Sometimes the information is easy to find and at other times, not so easy.
That alone might be a red flag if you are considering coverage by a particular vendor.
One other crucial thing to take note of is knowing the exact date when your coverage will kick in.
Understanding your rights under COBRA
Here are several things you should know about the Consolidated Omnibus Budget Reconciliation Act (COBRA).
COBRA is a Federal law that will allow you to continue with the same health insurance you have been receiving through your spouse’s employer. You must agree as long as you agree to step in and pay the premiums.
Your spouse’s employer must have at least 20 employers and already have a health insurance plan in place.
If an employer has less than 20 employees, you may qualify for a mini-COBRA plan under the laws of your state.
Most states have mini-COBRA in place, except Alabama, Alaska, Arizona, Delaware, Idaho, Indiana, Michigan, Montana, Pennsylvania, Virginia, and Washington.
State mini-COBRA terms can be quite different from those provided by the standard federal COBRA, so you must research terms and conditions.
Your spouse’s employer must provide coverage for you, but you must notify the plan administrator within 60 days after you are divorced.
If you don’t comply with this requirement, you will not be eligible for COBRA coverage.
While COBRA coverage is an option, it does come with a downside.
Under COBRA, you are responsible for the entire healthcare premium, which will not include any amounts that an employer pays on behalf of an employee.

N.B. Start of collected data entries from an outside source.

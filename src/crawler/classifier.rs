//! Page classification
//!
//! Decides from a URL and its fetched document whether the page belongs to
//! the app catalog at all, and if so whether it is an app detail page or a
//! listing (publisher page, catalog front page, top-selling list).

use crate::crawler::document::Document;
use crate::schema::PageSchema;
use crate::url::{query_params, QueryParams};

/// Outcome of classifying a fetched page
#[derive(Debug, Clone, Copy, PartialEq, Eq, Hash)]
pub enum PageKind {
    /// Not part of the app catalog; neither links nor records are taken from it
    Irrelevant,
    /// Relevant page without an item identifier
    Listing,
    /// Relevant page describing one app
    Detail,
}

impl PageKind {
    /// Returns true if links should be harvested from the page
    pub fn is_relevant(&self) -> bool {
        matches!(self, Self::Listing | Self::Detail)
    }
}

/// Classifies a page
///
/// # Decision Procedure
///
/// 1. Catalog root or a top-selling listing → relevant, no further checks
/// 2. URL path mentions neither detail nor publisher pages → Irrelevant
/// 3. URL points at a review → Irrelevant
/// 4. Neither an item id nor a publisher parameter → Irrelevant
/// 5. Publisher page → relevant iff its banner reads "Apps by ..."
/// 6. Otherwise → relevant iff the app detail container is present
/// 7. Relevant pages carrying an item id are Detail, the rest Listing
pub fn classify(url: &str, document: &Document, schema: &PageSchema) -> PageKind {
    let params = query_params(url);

    if !is_relevant(url, &params, document, schema) {
        return PageKind::Irrelevant;
    }

    if has_param(&params, schema.item_id_param) {
        PageKind::Detail
    } else {
        PageKind::Listing
    }
}

fn is_relevant(url: &str, params: &QueryParams, document: &Document, schema: &PageSchema) -> bool {
    if schema.is_seed_like(url) {
        return true;
    }

    let path = url_path(url);
    let is_listing = path.contains(schema.listing_marker);

    if !is_listing && !path.contains(schema.detail_marker) {
        return false;
    }

    if url.contains(schema.review_marker) {
        return false;
    }

    if !has_param(params, schema.item_id_param) && !has_param(params, schema.publisher_param) {
        return false;
    }

    if is_listing {
        return document
            .text(&schema.listing_banner)
            .map(|banner| banner.to_lowercase().starts_with(schema.listing_banner_prefix))
            .unwrap_or(false);
    }

    if !document.contains(&schema.detail_container) {
        return false;
    }

    !schema.breadcrumb_check || has_apps_breadcrumb(document, schema)
}

/// Dormant rule: a detail page must be filed under the apps section
fn has_apps_breadcrumb(document: &Document, schema: &PageSchema) -> bool {
    document
        .select_all(&schema.breadcrumb_links)
        .filter_map(|a| a.value().attr("href"))
        .any(|href| href.contains(schema.breadcrumb_marker))
}

fn has_param(params: &QueryParams, name: &str) -> bool {
    params.get(name).is_some_and(|value| !value.is_empty())
}

/// Path component of an absolute URL, or everything before the query otherwise
fn url_path(url: &str) -> String {
    match ::url::Url::parse(url) {
        Ok(parsed) => parsed.path().to_string(),
        Err(_) => url.split(['?', '#']).next().unwrap_or_default().to_string(),
    }
}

In some instances, you are charged 102% of the cost of the group rate.
You will want to compare costs, but you may find that other options are much more affordable than COBRA coverage.
The other limitation with COBRA is that coverage ends in 36 months. You will need to have new coverage in place within three years if you go with a COBRA option.
Medicare options after a divorce
If you are married, you are generally eligible for premium-free Part A Medicare through either your work history or your spouse’s work history. You must have paid Medicare taxes for at least 40 quarters of your working life.
When you get a divorce, you may have options for Medicare benefits depending on your situation and your ex-spouse’s situation.
According to the Social Security Administration, you can use your ex-spouse’s employment history after a divorce if you meet the following conditions:
- Your marriage must have lasted at least ten years or longer.
- You must be currently unmarried.
- You have reached the age of 62.
- Your ex-spouse is entitled to Social Security Retirement or disability benefits.
- The benefit you would receive based on your work is less than the benefit you would receive based on your ex-spouse’s work
If all of those conditions apply, you may be entitled to premium-free Part A and Part B coverage. This will be with the same premium that all enrollees must pay for Part B coverage.
If you or your ex-spouse do not meet the eligibility requirements for Medicare, you may still be able to purchase Part A after paying the applicable premium.
Anyone eligible for Medicare Part A and B can enroll in Medicare Part D prescription drug coverage or Medicare Advantage Part C. The only caveat is that you as long as they live in an area serviced by the plan.
Medicaid as an option after divorce
A spouse going through a divorce who can’t afford healthcare insurance might consider applying for Medicaid.
It is a need-based federal program administered at the state level that provides health coverage for low-income families.
Contact the state Medicaid offices in your state to see if you qualify for benefits.
What is a Medicaid divorce?
When planning for retirement, many couples realize they may make too much each month to qualify for nursing home assistance.
To get around this, some couples resort to what is known as a “Medicaid divorce.” This is a planning tool that helps reduce the overall amount of assets a couple has in their name. It helps each spouse qualify for Medicaid without losing a substantial amount of their assets.
Currently, Medicare does not cover the costs of long-term care. Medicaid assistance is necessary for many families who cannot afford the staggering costs of a nursing home.
Medicaid eligibility requires that a family spend down their assets to the point of poverty before Medicaid assistance may become available.
To get around this, in a Medicaid divorce, one spouse will offer nearly all of the couple’s assets to the other in a divorce settlement. A spouse can then apply for Medicaid benefits without having to report assets on a Medicaid application.
There are several possible implications in doing this that can have impacts on other benefits.
It is best to consult an elder law attorney before considering a possible Medicaid divorce.
What are my options for health insurance if I’m pregnant?
Some states prohibit divorce while a spouse is pregnant. Other states will allow a person to file for divorce while pregnant but will not allow the divorce to be finalized until after the baby is born.
In most states, the father of the pregnant spouse is the husband unless established through paternity testing. Other states will consider the unborn child to be the husband’s legally, even if the biological father is someone else.
As you can see, it can be quite confusing and complicated.
All of these factors can have an impact on who is responsible for health insurance while a woman is pregnant and getting a divorce.
During pregnancy, a court may order that a spouse contributes to healthcare costs until the birth of the child.
After the birth of the child, costs for healthcare can be factored into child support and custody issues.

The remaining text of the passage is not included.